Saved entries
•••••

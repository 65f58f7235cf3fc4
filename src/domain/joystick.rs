/// Maps a pan translation of the on-screen stick to normalized axis values.
#[derive(Debug, Clone, Copy, PartialEq)]
pub struct JoystickGeometry {
    radius: f32,
    invert_y: bool,
}

impl JoystickGeometry {
    pub fn new(radius: f32, invert_y: bool) -> Self {
        // A degenerate radius would divide by zero
        let radius = if radius.is_finite() && radius > 0.0 {
            radius
        } else {
            1.0
        };
        Self { radius, invert_y }
    }

    /// Translation is limited to the base circle with its direction kept,
    /// then scaled so the rim is 1.0.
    pub fn normalize(&self, dx: f32, dy: f32) -> (f32, f32) {
        let distance = dx.hypot(dy);
        let (x, y) = if distance > self.radius {
            let angle = dy.atan2(dx);
            (angle.cos() * self.radius, angle.sin() * self.radius)
        } else {
            (dx, dy)
        };

        let y = if self.invert_y { -y } else { y };
        (x / self.radius, y / self.radius)
    }

    /// The stick springs back to the centre when let go
    pub fn release(&self) -> (f32, f32) {
        (0.0, 0.0)
    }
}

#[cfg(test)]
mod tests {
    use super::*;

    fn close(a: f32, b: f32) -> bool {
        (a - b).abs() < 1e-5
    }

    #[test]
    fn test_inside_circle_is_linear() {
        let geometry = JoystickGeometry::new(100.0, false);
        let (x, y) = geometry.normalize(50.0, -25.0);
        assert!(close(x, 0.5));
        assert!(close(y, -0.25));
    }

    #[test]
    fn test_outside_circle_keeps_direction() {
        let geometry = JoystickGeometry::new(100.0, false);
        let (x, y) = geometry.normalize(300.0, 400.0);
        assert!(close(x, 0.6));
        assert!(close(y, 0.8));
        assert!(close(x.hypot(y), 1.0));
    }

    #[test]
    fn test_invert_y_flips_screen_coordinates() {
        let geometry = JoystickGeometry::new(100.0, true);
        let (_, y) = geometry.normalize(0.0, 100.0);
        assert!(close(y, -1.0));
    }

    #[test]
    fn test_degenerate_radius_and_release() {
        let geometry = JoystickGeometry::new(0.0, false);
        let (x, _) = geometry.normalize(5.0, 0.0);
        assert!(close(x, 1.0));
        assert_eq!(geometry.release(), (0.0, 0.0));
    }
}
//! Discrete actuator state
//!
//! Turns button and toggle events into wire commands. Every transition is
//! edge-detected against the current state, so repeated press events for a
//! direction that is already active never reach the peripheral twice.

use crate::domain::control::{AxisCommand, Role, WireCommand, MODE_RESET_PULSE};

#[derive(Debug, Clone, Copy, PartialEq, Eq, Default)]
pub enum ExtendState {
    #[default]
    Idle,
    Extending,
    Retracting,
}

impl ExtendState {
    pub fn wire_value(self) -> i8 {
        match self {
            Self::Idle => 0,
            Self::Extending => 1,
            Self::Retracting => -1,
        }
    }
}

/// Which stage(s) the extend commands act on. There is no "neither".
#[derive(Debug, Clone, Copy, PartialEq, Eq, Default)]
pub enum StageSelect {
    #[default]
    Both,
    UpperOnly,
    LowerOnly,
}

impl StageSelect {
    /// Lower-only is 1 and upper-only is 2 on the wire.
    pub fn wire_value(self) -> i8 {
        match self {
            Self::Both => 0,
            Self::LowerOnly => 1,
            Self::UpperOnly => 2,
        }
    }

    fn toggle_upper(self) -> Self {
        match self {
            Self::Both => Self::UpperOnly,
            Self::UpperOnly | Self::LowerOnly => Self::Both,
        }
    }

    fn toggle_lower(self) -> Self {
        match self {
            Self::Both => Self::LowerOnly,
            Self::LowerOnly | Self::UpperOnly => Self::Both,
        }
    }

    pub fn upper_selected(self) -> bool {
        matches!(self, Self::Both | Self::UpperOnly)
    }

    pub fn lower_selected(self) -> bool {
        matches!(self, Self::Both | Self::LowerOnly)
    }
}

#[derive(Debug, Clone, Copy, PartialEq, Eq, Default)]
pub enum ControlMode {
    #[default]
    Smooth,
    Instant,
}

impl ControlMode {
    pub fn wire_value(self) -> i8 {
        match self {
            Self::Smooth => 1,
            Self::Instant => 0,
        }
    }

    fn toggled(self) -> Self {
        match self {
            Self::Smooth => Self::Instant,
            Self::Instant => Self::Smooth,
        }
    }
}

#[derive(Debug, Clone, Copy, PartialEq, Eq)]
pub enum ActuatorButton {
    ExtendInner,
    RetractInner,
    ExtendOuter,
    RetractOuter,
}

impl ActuatorButton {
    fn role(self) -> Role {
        match self {
            Self::ExtendInner | Self::RetractInner => Role::ExtendInner,
            Self::ExtendOuter | Self::RetractOuter => Role::ExtendOuter,
        }
    }

    fn direction(self) -> ExtendState {
        match self {
            Self::ExtendInner | Self::ExtendOuter => ExtendState::Extending,
            Self::RetractInner | Self::RetractOuter => ExtendState::Retracting,
        }
    }
}

#[derive(Debug, Clone, Copy, PartialEq, Eq)]
pub enum ToggleControl {
    Upper,
    Lower,
    Mode,
}

/// Discrete control state for one connection session
#[derive(Debug, Clone, Copy, PartialEq, Eq, Default)]
pub struct ActuatorState {
    pub inner: ExtendState,
    pub outer: ExtendState,
    pub stage: StageSelect,
    pub mode: ControlMode,
}

impl ActuatorState {
    fn extend_slot(&mut self, button: ActuatorButton) -> &mut ExtendState {
        match button.role() {
            Role::ExtendInner => &mut self.inner,
            _ => &mut self.outer,
        }
    }

    /// Press sends the direction immediately. Pressing the opposite
    /// direction while one is held switches over.
    pub fn press(&mut self, button: ActuatorButton) -> Option<WireCommand> {
        let direction = button.direction();
        let slot = self.extend_slot(button);
        if *slot == direction {
            return None;
        }
        *slot = direction;
        Some(WireCommand::Discrete {
            role: button.role(),
            value: direction.wire_value(),
        })
    }

    /// Release neutralizes only if this button's direction is still the
    /// active one; a release superseded by the opposite button is stale.
    pub fn release(&mut self, button: ActuatorButton) -> Option<WireCommand> {
        let slot = self.extend_slot(button);
        if *slot != button.direction() {
            return None;
        }
        *slot = ExtendState::Idle;
        Some(WireCommand::Discrete {
            role: button.role(),
            value: ExtendState::Idle.wire_value(),
        })
    }

    pub fn toggle(&mut self, control: ToggleControl) -> WireCommand {
        match control {
            ToggleControl::Upper => {
                self.stage = self.stage.toggle_upper();
                self.stage_command()
            }
            ToggleControl::Lower => {
                self.stage = self.stage.toggle_lower();
                self.stage_command()
            }
            ToggleControl::Mode => {
                self.mode = self.mode.toggled();
                WireCommand::Discrete {
                    role: Role::ControlMode,
                    value: self.mode.wire_value(),
                }
            }
        }
    }

    /// Neutralize held extends and reselect both stages on the peripheral,
    /// then pulse the mode channel and restore the mode. The pulse must come
    /// before the restore. A release of a button held across the reset finds
    /// its slot idle and sends nothing more.
    pub fn reset(&mut self) -> Vec<WireCommand> {
        let mut commands = Vec::new();
        for (role, slot) in [
            (Role::ExtendInner, &mut self.inner),
            (Role::ExtendOuter, &mut self.outer),
        ] {
            if *slot != ExtendState::Idle {
                *slot = ExtendState::Idle;
                commands.push(WireCommand::Discrete {
                    role,
                    value: ExtendState::Idle.wire_value(),
                });
            }
        }
        if self.stage != StageSelect::Both {
            self.stage = StageSelect::Both;
            commands.push(self.stage_command());
        }

        commands.extend([
            WireCommand::Discrete {
                role: Role::ControlMode,
                value: MODE_RESET_PULSE,
            },
            WireCommand::Discrete {
                role: Role::ControlMode,
                value: self.mode.wire_value(),
            },
            WireCommand::Axis(AxisCommand::ZERO),
        ]);
        commands
    }

    fn stage_command(&self) -> WireCommand {
        WireCommand::Discrete {
            role: Role::StageSelect,
            value: self.stage.wire_value(),
        }
    }
}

•••••

▶ WORK TO COMPLETE
Extract the lines above, from the first one through the one containing "when let go", and return only those, unchanged.

▶ ANSWER TO THIS PROBLEM
repository 65f58f7235cf3fc4
filename src/domain/joystick.rs
/// Maps a pan translation of the on-screen stick to normalized axis values.
#[derive(Debug, Clone, Copy, PartialEq)]
pub struct JoystickGeometry {
    radius: f32,
    invert_y: bool,
}

impl JoystickGeometry {
    pub fn new(radius: f32, invert_y: bool) -> Self {
        // A degenerate radius would divide by zero
        let radius = if radius.is_finite() && radius > 0.0 {
            radius
        } else {
            1.0
        };
        Self { radius, invert_y }
    }

    /// Translation is limited to the base circle with its direction kept,
    /// then scaled so the rim is 1.0.
    pub fn normalize(&self, dx: f32, dy: f32) -> (f32, f32) {
        let distance = dx.hypot(dy);
        let (x, y) = if distance > self.radius {
            let angle = dy.atan2(dx);
            (angle.cos() * self.radius, angle.sin() * self.radius)
        } else {
            (dx, dy)
        };

        let y = if self.invert_y { -y } else { y };
        (x / self.radius, y / self.radius)
    }

    /// The stick springs back to the centre when let go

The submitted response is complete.